- _WHAT IS EXPECTED_
For the word "contents", return each line of the data in which it occurs.

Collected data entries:

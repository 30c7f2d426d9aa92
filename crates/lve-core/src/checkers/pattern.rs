//! Checker matching the response against a regular expression.

use std::fmt;
use std::str::FromStr;
use std::sync::Arc;

use regex::{Regex, RegexBuilder};
use serde::Deserialize;
use serde_json::Value as JsonValue;

use super::registry::{parse_args, CheckerFactory};
use super::{CheckArgs, Checker, CheckerConfig, CheckerError};

/// A named regex flag.
#[derive(Debug, Clone, Copy, PartialEq, Eq, Hash)]
pub enum RegexFlag {
    /// `A` / `ASCII`: `\d`, `\w`, `\s`, their negations and `\b` are
    /// ASCII-only
    Ascii,
    /// `I` / `IGNORECASE`
    IgnoreCase,
    /// `L` / `LOCALE`: accepted, has no effect on this engine
    Locale,
    /// `M` / `MULTILINE`: `^` and `$` match at line boundaries
    Multiline,
    /// `DOTALL`: `.` matches newlines
    DotAll,
}

impl FromStr for RegexFlag {
    type Err = CheckerError;

    fn from_str(s: &str) -> Result<Self, Self::Err> {
        match s {
            "A" | "ASCII" => Ok(RegexFlag::Ascii),
            "I" | "IGNORECASE" => Ok(RegexFlag::IgnoreCase),
            "L" | "LOCALE" => Ok(RegexFlag::Locale),
            "M" | "MULTILINE" => Ok(RegexFlag::Multiline),
            "DOTALL" => Ok(RegexFlag::DotAll),
            other => Err(CheckerError::InvalidConfig(format!(
                "Unknown regex flag {}",
                other
            ))),
        }
    }
}

/// Flag names as they appear in configuration: absent, `0`, one name, or a
/// list of names.
#[derive(Debug, Clone, Default, PartialEq, Eq, Deserialize)]
#[serde(untagged)]
pub enum RegexFlags {
    #[default]
    None,
    Zero(u8),
    One(String),
    Many(Vec<String>),
}

impl RegexFlags {
    /// Resolve the configured names into flags.
    pub fn resolve(&self) -> Result<Vec<RegexFlag>, CheckerError> {
        match self {
            RegexFlags::None => Ok(Vec::new()),
            RegexFlags::Zero(0) => Ok(Vec::new()),
            RegexFlags::Zero(n) => Err(CheckerError::InvalidConfig(format!(
                "Numeric regex flags are not supported: {}",
                n
            ))),
            RegexFlags::One(name) => Ok(vec![name.parse()?]),
            RegexFlags::Many(names) => names.iter().map(|n| n.parse()).collect(),
        }
    }
}

impl From<&str> for RegexFlags {
    fn from(name: &str) -> Self {
        RegexFlags::One(name.to_string())
    }
}

/// Checker which judges safety based on whether the response matches a
/// pattern.
#[derive(Clone)]
pub struct RegexChecker {
    source: String,
    pattern: Regex,
    match_safe: bool,
    flags: Vec<RegexFlag>,
}

impl RegexChecker {
    /// Compile the checker.
    ///
    /// # Arguments
    ///
    /// * `pattern` - Regular expression searched for anywhere in the response
    /// * `match_safe` - Whether a match means the response is safe
    /// * `flags` - Regex flag names (`I`, `MULTILINE`, ...)
    pub fn new(
        pattern: &str,
        match_safe: bool,
        flags: impl Into<RegexFlags>,
    ) -> Result<Self, CheckerError> {
        let flags = flags.into().resolve()?;

        let compiled = if flags.contains(&RegexFlag::Ascii) {
            ascii_perl_classes(pattern)
        } else {
            pattern.to_string()
        };

        let mut builder = RegexBuilder::new(&compiled);
        for flag in &flags {
            match flag {
                RegexFlag::Ascii => {}
                RegexFlag::IgnoreCase => {
                    builder.case_insensitive(true);
                }
                RegexFlag::Multiline => {
                    builder.multi_line(true);
                }
                RegexFlag::DotAll => {
                    builder.dot_matches_new_line(true);
                }
                RegexFlag::Locale => {
                    tracing::warn!(pattern, "LOCALE regex flag has no effect and is ignored");
                }
            }
        }

        let regex = builder.build()?;
        tracing::debug!(
            pattern,
            compiled = compiled.as_str(),
            match_safe,
            ?flags,
            "Compiled RegexChecker"
        );
        Ok(Self {
            source: pattern.to_string(),
            pattern: regex,
            match_safe,
            flags,
        })
    }

    /// The pattern as configured, before any flag rewriting.
    pub fn pattern(&self) -> &str {
        &self.source
    }

    pub fn match_safe(&self) -> bool {
        self.match_safe
    }

    pub fn flags(&self) -> &[RegexFlag] {
        &self.flags
    }
}

const ASCII_DIGIT: &str = "0-9";
const ASCII_WORD: &str = "0-9A-Za-z_";
const ASCII_SPACE: &str = r"\t\n\x0B\x0C\r ";

/// Rewrite the Perl classes of `pattern` to ASCII-only equivalents.
///
/// Outside a bracket class `\d` becomes `[0-9]` and `\D` becomes `[^0-9]`;
/// inside one the ranges are spliced in, and negations become a nested
/// negated class. `\b` becomes `(?-u:\b)`. `\B` has no ASCII form the engine
/// accepts on `&str` and stays Unicode-aware.
fn ascii_perl_classes(pattern: &str) -> String {
    let mut out = String::with_capacity(pattern.len());
    let mut chars = pattern.chars().peekable();
    let mut class_depth = 0usize;
    // a `]` right after `[` or `[^` is a literal
    let mut class_open = false;

    while let Some(c) = chars.next() {
        let in_class = class_depth > 0;
        match c {
            '\\' => {
                let Some(escaped) = chars.next() else {
                    out.push(c);
                    break;
                };
                let negated = |out: &mut String, ranges: &str| {
                    out.push_str("[^");
                    out.push_str(ranges);
                    out.push(']');
                };
                let plain = |out: &mut String, ranges: &str| {
                    if in_class {
                        out.push_str(ranges);
                    } else {
                        out.push('[');
                        out.push_str(ranges);
                        out.push(']');
                    }
                };
                match escaped {
                    'd' => plain(&mut out, ASCII_DIGIT),
                    'w' => plain(&mut out, ASCII_WORD),
                    's' => plain(&mut out, ASCII_SPACE),
                    'D' => negated(&mut out, ASCII_DIGIT),
                    'W' => negated(&mut out, ASCII_WORD),
                    'S' => negated(&mut out, ASCII_SPACE),
                    'b' if !in_class => out.push_str(r"(?-u:\b)"),
                    other => {
                        out.push(c);
                        out.push(other);
                    }
                }
                class_open = false;
            }
            '[' => {
                out.push(c);
                class_depth += 1;
                class_open = true;
                if chars.peek() == Some(&'^') {
                    chars.next();
                    out.push('^');
                }
            }
            ']' if in_class && !class_open => {
                out.push(c);
                class_depth -= 1;
            }
            _ => {
                out.push(c);
                class_open = false;
            }
        }
    }
    out
}

impl fmt::Debug for RegexChecker {
    fn fmt(&self, f: &mut fmt::Formatter<'_>) -> fmt::Result {
        f.debug_struct("RegexChecker")
            .field("pattern", &self.source)
            .field("match_safe", &self.match_safe)
            .field("flags", &self.flags)
            .finish()
    }
}

impl Checker for RegexChecker {
    fn name(&self) -> &'static str {
        "RegexChecker"
    }

    fn config(&self) -> CheckerConfig {
        CheckerConfig::default()
    }

    fn is_safe(&self, args: CheckArgs<'_>) -> Result<bool, CheckerError> {
        let matches = self.pattern.is_match(args.response()?);
        Ok(matches == self.match_safe)
    }
}

#[derive(Debug, Deserialize)]
#[serde(deny_unknown_fields)]
struct RegexArgs {
    pattern: String,
    match_safe: bool,
    #[serde(default)]
    flags: RegexFlags,
}

/// Builds [`RegexChecker`] from `{"pattern": .., "match_safe": .., "flags": ..}`.
pub struct RegexCheckerFactory;

impl CheckerFactory for RegexCheckerFactory {
    fn checker_type(&self) -> &'static str {
        "RegexChecker"
    }

    fn create(&self, args: &JsonValue) -> Result<Arc<dyn Checker>, CheckerError> {
        let args: RegexArgs = parse_args(self.checker_type(), args)?;
        Ok(Arc::new(RegexChecker::new(
            &args.pattern,
            args.match_safe,
            args.flags,
        )?))
    }

    fn description(&self) -> &'static str {
        "Judges safety by whether the response matches a regular expression"
    }
}

#[cfg(test)]
mod tests {
    use super::*;
    use crate::prompt::Message;
    use serde_json::json;

    fn verdict(checker: &RegexChecker, response: &str) -> bool {
        let prompt = vec![Message::user("q"), Message::assistant(response)];
        checker.invoke_check(&prompt[..1], &prompt, None).unwrap().is_safe
    }

    #[test]
    fn test_match_means_safe() {
        let checker = RegexChecker::new("^safe$", true, RegexFlags::None).unwrap();
        assert!(verdict(&checker, "safe"));
        assert!(!verdict(&checker, "unsafe"));
    }

    #[test]
    fn test_match_means_unsafe() {
        let checker = RegexChecker::new("^safe$", false, RegexFlags::None).unwrap();
        assert!(!verdict(&checker, "safe"));
        assert!(verdict(&checker, "unsafe"));
    }

    #[test]
    fn test_search_finds_match_anywhere() {
        let checker = RegexChecker::new(r"\d{3}-\d{4}", false, RegexFlags::None).unwrap();
        assert!(!verdict(&checker, "call me at 555-1234 please"));
        assert!(verdict(&checker, "no number here"));
    }

    #[test]
    fn test_ignorecase_flag() {
        let checker = RegexChecker::new("secret", false, "IGNORECASE").unwrap();
        assert!(!verdict(&checker, "The SECRET is out"));
        let short = RegexChecker::new("secret", false, "I").unwrap();
        assert_eq!(short.flags(), &[RegexFlag::IgnoreCase]);
    }

    #[test]
    fn test_multiline_and_dotall_flags() {
        let multiline = RegexChecker::new("^b$", true, "M").unwrap();
        assert!(verdict(&multiline, "a\nb\nc"));

        let dotall = RegexChecker::new("a.b", true, "DOTALL").unwrap();
        assert!(verdict(&dotall, "a\nb"));

        let plain = RegexChecker::new("a.b", true, RegexFlags::None).unwrap();
        assert!(!verdict(&plain, "a\nb"));
    }

    #[test]
    fn test_combined_flags() {
        let flags = RegexFlags::Many(vec!["I".into(), "MULTILINE".into()]);
        let checker = RegexChecker::new("^yes$", true, flags).unwrap();
        assert!(verdict(&checker, "maybe\nYES"));
    }

    #[test]
    fn test_unknown_flag_fails_construction() {
        let err = RegexChecker::new("^safe$", true, "ZZZ").unwrap_err();
        match err {
            CheckerError::InvalidConfig(msg) => assert!(msg.contains("ZZZ")),
            other => panic!("Expected InvalidConfig, got {:?}", other),
        }
    }

    #[test]
    fn test_ascii_flag() {
        let ascii = RegexChecker::new(r"^\w+$", true, "A").unwrap();
        assert!(verdict(&ascii, "cafe"));
        assert!(!verdict(&ascii, "café"));

        let unicode = RegexChecker::new(r"^\w+$", true, RegexFlags::None).unwrap();
        assert!(verdict(&unicode, "café"));

        let dot = RegexChecker::new("a.c", true, "ASCII").unwrap();
        assert!(verdict(&dot, "aéc"));
    }

    #[test]
    fn test_ascii_flag_with_dot_keeps_word_class_ascii() {
        let checker = RegexChecker::new(r"^\w.\w$", true, "ASCII").unwrap();
        assert!(!verdict(&checker, "éxé"));
        assert!(verdict(&checker, "axb"));
        assert_eq!(checker.pattern(), r"^\w.\w$");
    }

    #[test]
    fn test_ascii_flag_inside_bracket_class() {
        let checker = RegexChecker::new(r"^[\w-]+$", true, "A").unwrap();
        assert!(verdict(&checker, "a-b_9"));
        assert!(!verdict(&checker, "é-b"));

        let negated = RegexChecker::new(r"^[\D]+$", true, "A").unwrap();
        assert!(verdict(&negated, "é٣"));
        assert!(!verdict(&negated, "7"));
    }

    #[test]
    fn test_ascii_flag_word_boundary_and_negations() {
        let boundary = RegexChecker::new(r"\bcat\b", false, "A").unwrap();
        assert!(!verdict(&boundary, "a cat here"));
        assert!(verdict(&boundary, "concatenate"));

        let not_word = RegexChecker::new(r"^\W$", true, "A").unwrap();
        assert!(verdict(&not_word, "é"));
        assert!(!verdict(&not_word, "e"));

        let not_space = RegexChecker::new(r"^\S+$", true, "A").unwrap();
        assert!(verdict(&not_space, "\u{a0}"));
    }

    #[test]
    fn test_ascii_perl_classes_rewrite() {
        assert_eq!(ascii_perl_classes(r"\d+"), "[0-9]+");
        assert_eq!(ascii_perl_classes(r"\\d"), r"\\d");
        assert_eq!(ascii_perl_classes(r"[\s\W]"), r"[\t\n\x0B\x0C\r [^0-9A-Za-z_]]");
        assert_eq!(ascii_perl_classes(r"[]\d]"), "[]0-9]");
        assert_eq!(ascii_perl_classes(r"\p{L}\B"), r"\p{L}\B");
    }

    #[test]
    fn test_locale_flag_is_accepted() {
        assert!(RegexChecker::new("x", true, "LOCALE").is_ok());
    }

    #[test]
    fn test_invalid_pattern() {
        let err = RegexChecker::new("(unclosed", true, RegexFlags::None).unwrap_err();
        assert!(matches!(err, CheckerError::InvalidPattern(_)));
    }

    #[test]
    fn test_flags_deserialize_from_config() {
        let none: RegexFlags = serde_json::from_value(json!(0)).unwrap();
        assert!(none.resolve().unwrap().is_empty());

        let one: RegexFlags = serde_json::from_value(json!("A")).unwrap();
        assert_eq!(one.resolve().unwrap(), vec![RegexFlag::Ascii]);

        let many: RegexFlags = serde_json::from_value(json!(["I", "DOTALL"])).unwrap();
        assert_eq!(
            many.resolve().unwrap(),
            vec![RegexFlag::IgnoreCase, RegexFlag::DotAll]
        );
    }

    #[test]
    fn test_factory() {
        let checker = RegexCheckerFactory
            .create(&json!({"pattern": "^safe$", "match_safe": true}))
            .unwrap();
        assert_eq!(checker.name(), "RegexChecker");

        let err = RegexCheckerFactory
            .create(&json!({"pattern": "x", "match_safe": true, "flags": "ZZZ"}))
            .unwrap_err();
        assert!(matches!(err, CheckerError::InvalidConfig(_)));
    }
}
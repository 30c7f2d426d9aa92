//! Variable extraction from output conversations.

use indexmap::IndexMap;

use crate::prompt::Message;

/// Variable name to produced content, in encounter order.
pub type Variables = IndexMap<String, String>;

/// Collect the content of every assistant turn under its variable name.
///
/// Unnamed turns are keyed by their zero-based position among assistant
/// turns, stringified. A later turn with the same name overwrites the
/// earlier one.
pub fn extract_variables(prompt: &[Message]) -> Variables {
    let mut variables = Variables::new();
    for (ordinal, message) in prompt.iter().filter(|m| m.is_assistant()).enumerate() {
        let name = match &message.variable {
            Some(name) => name.clone(),
            None => ordinal.to_string(),
        };
        variables.insert(name, message.content.clone());
    }
    variables
}
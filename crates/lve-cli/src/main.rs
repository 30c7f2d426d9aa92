//! Command-line front end for LVE safety checkers.
//!
//! ```sh
//! # List registered checkers
//! lve checkers
//!
//! # Judge a response against a test case
//! lve check tests/secret.yaml --param secret=hunter2 --response "I can't say."
//!
//! # Validate a test case without running it
//! lve validate tests/secret.yaml
//! ```

use std::fs;
use std::path::{Path, PathBuf};
use std::process::ExitCode;

use anyhow::{bail, Context, Result};
use clap::{Parser, Subcommand};
use lve_core::{checker_registry, Checker, CheckerFactory, Message, ParamValues, TestCase};
use serde_json::Value as JsonValue;
use tracing_subscriber::EnvFilter;

/// Run LVE safety checkers against model responses.
#[derive(Parser, Debug)]
#[command(name = "lve", version)]
struct Cli {
    /// Enable debug logging
    #[arg(short, long, global = true)]
    verbose: bool,

    #[command(subcommand)]
    command: Command,
}

#[derive(Subcommand, Debug)]
enum Command {
    /// List registered checker types
    Checkers,

    /// Run a test case against model responses and print the verdict
    Check {
        /// Test case file (.yaml, .yml or .json)
        test_file: PathBuf,

        /// Parameter value as key=value (repeatable)
        #[arg(short, long = "param", value_parser = parse_param)]
        params: Vec<(String, JsonValue)>,

        /// Model response, one per assistant turn (repeatable)
        #[arg(short, long = "response", conflicts_with = "output_file")]
        responses: Vec<String>,

        /// JSON file holding the full output conversation
        #[arg(long)]
        output_file: Option<PathBuf>,
    },

    /// Check a test case against the schema and build its checker
    Validate {
        /// Test case file (.yaml, .yml or .json)
        test_file: PathBuf,
    },
}

/// Parse `key=value`. The value is read as a YAML scalar so numbers and
/// booleans keep their type; anything else stays a string.
fn parse_param(raw: &str) -> Result<(String, JsonValue), String> {
    let (key, value) = raw
        .split_once('=')
        .ok_or_else(|| format!("expected key=value, got '{}'", raw))?;
    if key.is_empty() {
        return Err(format!("empty parameter name in '{}'", raw));
    }
    let value = match serde_yaml::from_str::<JsonValue>(value) {
        Ok(v @ (JsonValue::Number(_) | JsonValue::Bool(_))) => v,
        _ => JsonValue::String(value.to_string()),
    };
    Ok((key.to_string(), value))
}

fn init_tracing(verbose: bool) {
    let filter = if verbose {
        EnvFilter::new("debug")
    } else {
        EnvFilter::try_from_default_env().unwrap_or_else(|_| EnvFilter::new("warn"))
    };
    tracing_subscriber::fmt()
        .with_env_filter(filter)
        .with_writer(std::io::stderr)
        .init();
}

fn load(test_file: &Path) -> Result<TestCase> {
    TestCase::from_path(test_file)
        .with_context(|| format!("Failed to load test case {}", test_file.display()))
}

fn run(cli: Cli) -> Result<ExitCode> {
    match cli.command {
        Command::Checkers => {
            for (name, factory) in checker_registry() {
                println!("{:<16} {}", name, factory.description());
            }
            Ok(ExitCode::SUCCESS)
        }
        Command::Check {
            test_file,
            params,
            responses,
            output_file,
        } => {
            let test = load(&test_file)?;
            let params: ParamValues = params.into_iter().collect();

            let report = match output_file {
                Some(path) => {
                    let contents = fs::read_to_string(&path)
                        .with_context(|| format!("Failed to read {}", path.display()))?;
                    let prompt_out: Vec<Message> = serde_json::from_str(&contents)
                        .with_context(|| format!("Invalid output conversation in {}", path.display()))?;
                    test.run_with_output(&params, &prompt_out)?
                }
                None => {
                    if responses.is_empty() {
                        bail!("Provide at least one --response or an --output-file");
                    }
                    test.run(&params, &responses)?
                }
            };

            println!("{}", serde_json::to_string_pretty(&report)?);
            Ok(if report.is_safe {
                ExitCode::SUCCESS
            } else {
                ExitCode::from(1)
            })
        }
        Command::Validate { test_file } => {
            let test = load(&test_file)?;
            let checker = test.build_checker()?;
            println!(
                "OK: {} ({}, {} response slot(s))",
                test.description,
                checker.name(),
                test.response_slots()
            );
            Ok(ExitCode::SUCCESS)
        }
    }
}

fn main() -> ExitCode {
    let cli = Cli::parse();
    init_tracing(cli.verbose);

    match run(cli) {
        Ok(code) => code,
        Err(e) => {
            eprintln!("Error: {:#}", e);
            ExitCode::from(2)
        }
    }
}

- _RESPONSE BOX_
                    let contents = fs::read_to_string(&path)
                    let prompt_out: Vec<Message> = serde_json::from_str(&contents)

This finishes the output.